As the largest African American parade in the United States, the Bud Billiken Parade typically marches down Dr. Martin Luther King, Jr. Drive to Washington Park. However, this year's version of the procession will have a much shorter route and half the usual number of performers, according to a report from the Chicago Tribune. Instead of kicking off at 35th Street, this year's parade will take place entirely within Washington Park, marching on Ellsworth Drive from 51st to 55th. The shortening of the route is an effort to reduce crowds, though viewers will still be able to watch a broadcast of the event on ABC7. The post-parade event that typically takes over Washington Park is still on, running from 10am to 5pm.

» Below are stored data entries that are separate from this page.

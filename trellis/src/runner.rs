//! Runners executing actual application logic.

#[cfg(test)]
use mockall::automock;
pub use trellis_di::ErrorPtr;

pub type ApplicationRunnerPtr = dyn ApplicationRunner + Send + Sync;

/// Runs application logic. Runners are run by the [Application](crate::application::Application)
/// and are discovered through the registry as elements with the [ApplicationRunnerPtr] alias:
///
/// ```
/// use trellis::runner::{ApplicationRunner, ApplicationRunnerPtr, ErrorPtr};
/// use trellis_di::alias_cast;
/// use trellis_di::element::ElementSource;
///
/// struct HelloRunner;
///
/// impl ApplicationRunner for HelloRunner {
///     fn run(&self) -> Result<(), ErrorPtr> {
///         println!("Hello world!");
///         Ok(())
///     }
/// }
///
/// let source = ElementSource::constructor(|_| Ok(HelloRunner))
///     .with_alias::<ApplicationRunnerPtr>(alias_cast!(HelloRunner => ApplicationRunnerPtr));
/// ```
#[cfg_attr(test, automock)]
pub trait ApplicationRunner {
    /// Runs any application code.
    fn run(&self) -> Result<(), ErrorPtr>;

    /// Returns the priority for this runner. Higher priorities get run first. Default 0.
    fn priority(&self) -> i8 {
        0
    }
}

Founded in 1929 by Chicago Defender newspaper publisher Robert S. Abbott and collaborator David Kellum, the Bud Billiken Parade takes its name from a fictional character that the paper created to appeal to young Black people in Chicago. The annual event features local marching bands, dance troupe and drill teams, as well as floats that are sponsored by local organizations and businesses. A Grand Marshal always leads the procession—past honorees have included notable figures like Barack Obama, Chance the Rapper, Lil Rel Howery and Chaka Khan.
The theme of this year's Bud Billiken Parade will be "Back to School, Back to Life, Back to Bud Billiken," referencing Chicago's return to relative normalcy (as restrictions are fully lifted on June 11) in the wake of the COVID-19 pandemic. The South Side procession will be one of the first major parades to hit the streets in the city—last week, the annual Chicago Pride Parade announced its move to October 3, a deviation from its usual occurrence on the final Sunday of June.
Bud Billiken Parade organizers are still working out some of the details of the 2021 edition, but we're looking forward to the return of this end-of-summer celebration—and we'll keep you posted about any further changes.